R2 Il plasmide di attivazione CRISPR (h) fornisce un approccio mirato e non distruttivo per sovraregolare l'espressione endogena di RRM2 senza alterare la sequenza di DNA sottostante.
R2 Il plasmide di attivazione CRISPR (h) è un sistema SAM (mediatore di attivazione sinergico) a tre plasmidi progettato per la sovraregolazione trascrizionale altamente efficiente e sito-specifica del locus RRM2 nelle linee cellulari umane. Il sistema è costruito attorno a una Cas9 cataliticamente inattiva (dCas9) che porta due mutazioni inattivanti (D10A e N863A) che eliminano l'attività nucleasica preservando al contempo il legame con il DNA. Questa dCas9 è fusa con VP64, un potente attivatore trascrizionale, ed è coespressa con un gene di resistenza alla blasticidina per la selezione.

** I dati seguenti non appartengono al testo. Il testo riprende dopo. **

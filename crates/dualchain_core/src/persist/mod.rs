//! Persistence contracts and adapter selection.
//!
//! # Responsibility
//! - Define the snapshot wire shape shared by every backend.
//! - Define the adapter contract the service is parameterized over.
//! - Select the configured backend at startup.
//!
//! # Invariants
//! - A saved snapshot always carries both chains in full; saves are
//!   whole-state replacements, never deltas.
//! - Adapters report failure instead of masking it; the service decides
//!   what failure means (empty start on load, retained state on save).

use crate::db::DbError;
use crate::model::node::Node;
use serde::{Deserialize, Serialize};
use std::error::Error;
use std::fmt::{Display, Formatter};
use std::path::PathBuf;

pub mod bound_file;
pub mod local;

pub use bound_file::{AccessMode, BoundFileStore, FsPermissionGate, PermissionGate};
pub use local::LocalSnapshotStore;

pub type PersistResult<T> = Result<T, PersistError>;

/// Persisted shape of the whole store: both chains, entry order preserved.
#[derive(Debug, Clone, Default, PartialEq, Eq, Serialize, Deserialize)]
pub struct Snapshot {
    pub main: Vec<Node>,
    pub sub: Vec<Node>,
}

/// Adapter-level failure. Load failures are soft (the service starts
/// empty); save failures are surfaced to the caller and never retried
/// automatically.
#[derive(Debug)]
pub enum PersistError {
    Io(std::io::Error),
    Serde(serde_json::Error),
    Db(DbError),
    /// The grant on the bound file was missing or revoked.
    PermissionDenied { path: PathBuf, mode: AccessMode },
}

impl Display for PersistError {
    fn fmt(&self, f: &mut Formatter<'_>) -> std::fmt::Result {
        match self {
            Self::Io(err) => write!(f, "snapshot i/o failure: {err}"),
            Self::Serde(err) => write!(f, "malformed snapshot data: {err}"),
            Self::Db(err) => write!(f, "snapshot database failure: {err}"),
            Self::PermissionDenied { path, mode } => write!(
                f,
                "{mode} permission denied for bound file `{}`",
                path.display()
            ),
        }
    }
}

impl Error for PersistError {
    fn source(&self) -> Option<&(dyn Error + 'static)> {
        match self {
            Self::Io(err) => Some(err),
            Self::Serde(err) => Some(err),
            Self::Db(err) => Some(err),
            Self::PermissionDenied { .. } => None,
        }
    }
}

impl From<std::io::Error> for PersistError {
    fn from(value: std::io::Error) -> Self {
        Self::Io(value)
    }
}

impl From<serde_json::Error> for PersistError {
    fn from(value: serde_json::Error) -> Self {
        Self::Serde(value)
    }
}

impl From<DbError> for PersistError {
    fn from(value: DbError) -> Self {
        Self::Db(value)
    }
}

impl From<rusqlite::Error> for PersistError {
    fn from(value: rusqlite::Error) -> Self {
        Self::Db(DbError::Sqlite(value))
    }
}

/// Contract every persistence backend fulfills.
///
/// `load` returns `Ok(None)` when no prior data exists; malformed prior
/// data is an error so the caller can distinguish "fresh start" from
/// "ignored corrupt data" in logs.
pub trait SnapshotStore {
    fn load(&mut self) -> PersistResult<Option<Snapshot>>;
    fn save(&mut self, snapshot: &Snapshot) -> PersistResult<()>;
    /// Stable backend name for log lines.
    fn backend(&self) -> &'static str;
}

/// Startup persistence selection. One adapter is chosen per session;
/// there are no duplicated dual-write code paths.
#[derive(Debug, Clone, PartialEq, Eq)]
pub enum PersistenceConfig {
    /// SQLite key-value store at the given path.
    LocalDb { path: PathBuf },
    /// In-memory SQLite store; state lives only for the session.
    LocalDbInMemory,
    /// User-bound JSON file, permission re-checked on every access.
    BoundFile { path: PathBuf },
}

/// Opens the configured backend.
///
/// # Errors
/// - Database open/migration failures for the local store.
pub fn open_snapshot_store(config: PersistenceConfig) -> PersistResult<Box<dyn SnapshotStore>> {
    match config {
        PersistenceConfig::LocalDb { path } => {
            Ok(Box::new(LocalSnapshotStore::open(path)?))
        }
        PersistenceConfig::LocalDbInMemory => {
            Ok(Box::new(LocalSnapshotStore::open_in_memory()?))
        }
        PersistenceConfig::BoundFile { path } => Ok(Box::new(BoundFileStore::new(path))),
    }
}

Il secondo plasmide codifica la proteina di fusione MS2-p65-HSF1, un complesso attivatore secondario che agisce in sinergia con dCas9-VP64, insieme a un gene di resistenza all'igromicina. Il terzo plasmide codifica un sgRNA specifico per il bersaglio di 20 nt fuso a due aptameri di RNA MS2 che reclutano il complesso MS2-p65-HSF1 nel sito di attivazione, accompagnato da un gene di resistenza alla puromicina. I tre plasmidi vengono somministrati in un rapporto di massa 1:1:1 per un'espressione bilanciata di tutti i componenti del sistema.
Una volta assemblato nel locus bersaglio, il complesso SAM si lega a circa 200 bp a monte del sito di inizio della trascrizione RRM2, dove VP64, p65 e HSF1 agiscono in modo concertato per reclutare il machinery trascrizionale e guidare la sovraregolazione dell'espressione endogena di R2. A differenza della Cas9 con attività nucleasica, dCas9 non introduce rotture a doppio filamento né modifica la sequenza genomica, preservando il locus RRM2 nativo e consentendo lo studio delle risposte trascrizionali dipendenti da R2 nel locus endogeno, rendendolo uno strumento prezioso per studi funzionali, l'identificazione di geni bersaglio e la modellizzazione del ripristino della via R2 nelle cellule tumorali con espressione di RRM2 silenziata o ridotta.
Solo per uso di ricerca. Non destinato a uso diagnostico o terapeutico.